Posted on January 23, 2013 by

So you switched birth control methods, forgot a condom, met a stranger you just could’t resist, were under the influence of drugs or alcohol, or any of the other excuses people use when they don’t have protection, but still want to have sex. I suggest you redefine your definition of sex.

Many people have a very narrow definition of sex. They think if there is no penis in a vagina, it’s not the real thing. People in same gender relationships learn early on that sex involves much more than just those body parts.

Let’s do a basic review of what we don’t want in our body from someone else’s body so we can reduce the chances of pregnancy or STIs. A male’s seminal fluid contains millions of sperm who have one objective: find the egg. They are mobile and motivated! As soon as a male becomes aroused, the Cowper’s gland at the base of the penis releases a drop of fluid commonly known as pre-cum, pre-nut or pre-ejaculatory fluid. This tiny drop may contain sperm, depending on when the male last ejaculated, but it will definitely contain any STI he happens to have. So the thing to remember is that while you can’t become pregnant unless this fluid gets into or near the vagina (remember they can SWIM,  so fooling around just a little is no guarantee a pregnancy can’t happen) this fluid can spread a STI through oral or anal sex.

glandsOn the female side of things, for her to become pregnant she must have released an egg. Although this generally happens once a month around the mid-point between periods, females have gotten pregnant anytime during the month that an egg has been released. Most females don’t know when this is about to happen and the sperm can live in her body for about 5 days just waiting for an egg to be released. STIs live in and near her vagina, so oral sex on a female won’t cause a pregnancy, but it may pass a STI to the mouth.

For most people, a major component of sex is orgasm. While some people may be satisfied with cuddling, kissing and all other assorted foreplay, most people want to COME! So here is where a creative mind is a wonderful thing. Slow down and enjoy some experimentation. Here are a few suggested avenues to explore.

Use Your Hands

The delightful chef Julia Childs said that when cooking, use your hands as tools. I think this is excellent advice for sexual pleasuring as well. Learn to explore your partner in ways you may never have done before. Find sensitive spots you or they may never even knew existed. Try the, “does this feel good?” technique. There is a whole body that is sensitive to touch. Mutual masturbation can also be very exciting with the same result as vaginal sex.

Use Your Mouth

While you do need to be careful about seminal and vaginal fluids of partners whose STI status is unknown or known to have a STI, if you are just trying to prevent pregnancy, oral sex can be a fulfilling alternative. Not sure what to do? Check out this fantastic book The Guide to Getting it On. Their section on oral sex is particularly helpful to beginners.

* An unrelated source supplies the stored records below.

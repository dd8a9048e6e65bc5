//! Per-run execution context.
//!
//! The workflow reaches the outside world only through a [`RunContext`]. Each
//! call takes the next step number; on replay a step whose result is already in
//! the history returns that result instead of running again.

use std::collections::BTreeMap;
use std::future::Future;
use std::sync::Arc;

use chrono::{DateTime, Utc};
use serde::Serialize;
use serde::de::DeserializeOwned;
use tokio::sync::Semaphore;
use tokio_util::sync::CancellationToken;

use super::RunId;
use super::history::{HistoryEvent, HistoryRecord, HistoryStore};
use crate::activities::ActivityKind;
use crate::errors::{ActivityError, HostError};
use crate::policy::ActivityOptions;

/// Why a step did not produce a value.
#[derive(Debug)]
pub enum StepError {
    /// The activity failed for good (non-retryable or out of attempts).
    Activity(ActivityError),
    /// The host could not record or replay the step.
    Host(HostError),
}

impl From<HostError> for StepError {
    fn from(err: HostError) -> Self {
        StepError::Host(err)
    }
}

pub struct RunContext {
    run_id: RunId,
    store: Arc<dyn HistoryStore>,
    replay: BTreeMap<u64, Vec<HistoryEvent>>,
    next_seq: u64,
    workers: Arc<Semaphore>,
    cancel: CancellationToken,
}

impl RunContext {
    pub(crate) fn new(
        run_id: RunId,
        store: Arc<dyn HistoryStore>,
        history: &[HistoryRecord],
        workers: Arc<Semaphore>,
        cancel: CancellationToken,
    ) -> Self {
        let mut replay: BTreeMap<u64, Vec<HistoryEvent>> = BTreeMap::new();
        for record in history {
            if let Some(seq) = record.event.seq() {
                replay.entry(seq).or_default().push(record.event.clone());
            }
        }
        Self {
            run_id,
            store,
            replay,
            next_seq: 0,
            workers,
            cancel,
        }
    }

    pub fn run_id(&self) -> &RunId {
        &self.run_id
    }

    /// True while recorded steps remain to be replayed.
    pub fn is_replaying(&self) -> bool {
        self.replay.range(self.next_seq..).next().is_some()
    }

    fn record(&self, event: HistoryEvent) -> Result<(), HostError> {
        self.store.append(&self.run_id, event)?;
        Ok(())
    }

    /// Take the next step number and any events recorded for it.
    ///
    /// Fails if the recorded step was of a different kind than `expected`.
    fn next_step(
        &mut self,
        expected: &str,
        matches: impl Fn(&HistoryEvent) -> bool,
    ) -> Result<(u64, Vec<HistoryEvent>), HostError> {
        let seq = self.next_seq;
        self.next_seq += 1;
        let recorded = self.replay.remove(&seq).unwrap_or_default();
        if let Some(found) = recorded.iter().find(|e| !matches(e)) {
            return Err(HostError::Nondeterminism {
                run_id: self.run_id.clone(),
                seq,
                expected: expected.to_string(),
                found: found.step_label(),
            });
        }
        Ok((seq, recorded))
    }

    /// Wall-clock time, recorded once and replayed afterwards.
    pub fn now(&mut self) -> Result<DateTime<Utc>, HostError> {
        let (seq, recorded) = self.next_step("timestamp", |e| {
            matches!(e, HistoryEvent::TimestampRecorded { .. })
        })?;
        if let Some(HistoryEvent::TimestampRecorded { at, .. }) = recorded.first() {
            return Ok(*at);
        }
        let at = Utc::now();
        self.record(HistoryEvent::TimestampRecorded { seq, at })?;
        Ok(at)
    }

    /// Whether cancellation has been requested, recorded so replays agree.
    pub fn cancellation_requested(&mut self) -> Result<bool, HostError> {
        let (seq, recorded) = self.next_step("cancellation check", |e| {
            matches!(e, HistoryEvent::CancellationChecked { .. })
        })?;
        if let Some(HistoryEvent::CancellationChecked { cancelled, .. }) = recorded.first() {
            return Ok(*cancelled);
        }
        let cancelled = self.cancel.is_cancelled();
        self.record(HistoryEvent::CancellationChecked { seq, cancelled })?;
        Ok(cancelled)
    }

    /// Run an activity under `options`, or replay its recorded result.
    ///
    /// Each attempt holds a worker permit and is bounded by the start-to-close
    /// budget. Retryable failures back off exponentially until attempts run
    /// out. A crash mid-attempt re-runs that attempt on recovery.
    pub async fn execute_activity<T, F, Fut>(
        &mut self,
        kind: ActivityKind,
        options: &ActivityOptions,
        mut invoke: F,
    ) -> Result<T, StepError>
    where
        T: Serialize + DeserializeOwned,
        F: FnMut() -> Fut,
        Fut: Future<Output = Result<T, ActivityError>>,
    {
        let expected = format!("{kind} activity");
        let (seq, recorded) = self.next_step(&expected, |e| match e {
            HistoryEvent::ActivityScheduled { activity, .. }
            | HistoryEvent::ActivityCompleted { activity, .. }
            | HistoryEvent::ActivityAttemptFailed { activity, .. }
            | HistoryEvent::ActivityExhausted { activity, .. } => *activity == kind,
            _ => false,
        })?;

        let mut failed_attempts = 0u32;
        let mut fatal = false;
        let mut last_error = None;
        for event in &recorded {
            match event {
                HistoryEvent::ActivityCompleted { output, .. } => {
                    tracing::debug!(run_id = %self.run_id, activity = %kind, seq, "Replaying recorded result");
                    return serde_json::from_value(output.clone())
                        .map_err(|e| StepError::Host(HostError::Payload(e)));
                }
                HistoryEvent::ActivityExhausted { error, .. } => {
                    return Err(StepError::Activity(error.clone()));
                }
                HistoryEvent::ActivityAttemptFailed {
                    error, retryable, ..
                } => {
                    failed_attempts += 1;
                    fatal |= !retryable;
                    last_error = Some(error.clone());
                }
                _ => {}
            }
        }

        let max_attempts = options.attempts();
        if let Some(error) = last_error
            .as_ref()
            .filter(|_| fatal || failed_attempts >= max_attempts)
        {
            self.record(HistoryEvent::ActivityExhausted {
                seq,
                activity: kind,
                attempts: failed_attempts,
                error: error.clone(),
            })?;
            return Err(StepError::Activity(error.clone()));
        }

        let mut attempt = failed_attempts + 1;
        loop {
            self.record(HistoryEvent::ActivityScheduled {
                seq,
                activity: kind,
                attempt,
            })?;

            let result = match self.workers.acquire().await {
                Ok(_permit) => match tokio::time::timeout(options.start_to_close, invoke()).await {
                    Ok(result) => result,
                    Err(_) => Err(ActivityError::timed_out(options.start_to_close)),
                },
                Err(_) => Err(ActivityError::retryable("worker pool closed")),
            };

            match result {
                Ok(value) => {
                    let output = serde_json::to_value(&value).map_err(HostError::Payload)?;
                    self.record(HistoryEvent::ActivityCompleted {
                        seq,
                        activity: kind,
                        attempt,
                        output,
                    })?;
                    tracing::info!(run_id = %self.run_id, activity = %kind, attempt, "Activity completed");
                    return Ok(value);
                }
                Err(error) => {
                    let retryable = error.is_retryable();
                    tracing::warn!(
                        run_id = %self.run_id,
                        activity = %kind,
                        attempt,
                        retryable,
                        error = %error,
                        "Activity attempt failed"
                    );
                    self.record(HistoryEvent::ActivityAttemptFailed {
                        seq,
                        activity: kind,
                        attempt,
                        error: error.clone(),
                        retryable,
                    })?;

                    if !retryable || attempt >= max_attempts {
                        self.record(HistoryEvent::ActivityExhausted {
                            seq,
                            activity: kind,
                            attempts: attempt,
                            error: error.clone(),
                        })?;
                        return Err(StepError::Activity(error));
                    }

                    let delay = options.backoff.delay_for_attempt(attempt);
                    tracing::debug!(run_id = %self.run_id, activity = %kind, ?delay, "Backing off");
                    tokio::time::sleep(delay).await;
                    attempt += 1;
                }
            }
        }
    }
}
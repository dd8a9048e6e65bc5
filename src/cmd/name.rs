//! Release name derivation: `undeploy release-name`.

use anyhow::Result;
use serde_json::json;

use undeploy::host::RunId;
use undeploy::request::TeardownRequest;

use super::load_config;
use crate::{Cli, NamingArgs, OutputFormat};

pub fn cmd_release_name(cli: &Cli, naming: &NamingArgs, format: OutputFormat) -> Result<()> {
    let config = load_config(cli)?;
    let request = TeardownRequest::try_from(naming.to_fields())?;
    let job = request.resolve(&config.cluster.namespace)?;
    let run_id = RunId::for_release(&job.namespace, &job.release);

    match format {
        OutputFormat::Json => {
            let value = json!({
                "release": job.release.name(),
                "namespace": job.namespace,
                "runKey": run_id.as_str(),
            });
            println!("{}", serde_json::to_string_pretty(&value)?);
        }
        OutputFormat::Table => {
            println!("release:   {}", job.release);
            println!("namespace: {}", job.namespace);
            println!("run key:   {}", run_id);
        }
    }
    Ok(())
}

Use Alternative Body Parts

In various cultures around the world, partners would rub the penis between thighs, breasts wherever else feels good, to preserve a female’s virginity and prevent pregnancy. Similarly, for many females, rubbing whatever feels good against the clitoris can stimulate to orgasm even better than a penis.

Use a “FiFi”

Remember the movie American Pie where the teen uses a warm apple pie to imitate a vagina? I learned about “fifis” when teaching in detention centers. Teens became very creative making fake vaginas and penises out of materials available to them. Especially popular were washcloths and hand lotion!

Use a Sex Toy

There is massive variety of apparatus available that can enhance sexual pleasure (see this previous post for some suggestions). Just be careful not to share anything that can spread fluids between partners. See section one and try the, “does this feel good?” technique here too. Go online or to an adult store and pick something out together. This in itself can be very arousing.

Add Lubrication to Hands And Anywhere Else It Feels Good

Lubricants can greatly enhance sensitivity, especially when using your hands to pleasure someone (check out a previous post about lube).

I’m sure many of you have other ideas to share! Between two (or more) consenting adults, there is no limit to the variety of ways to give and receive pleasure safely. Enjoy!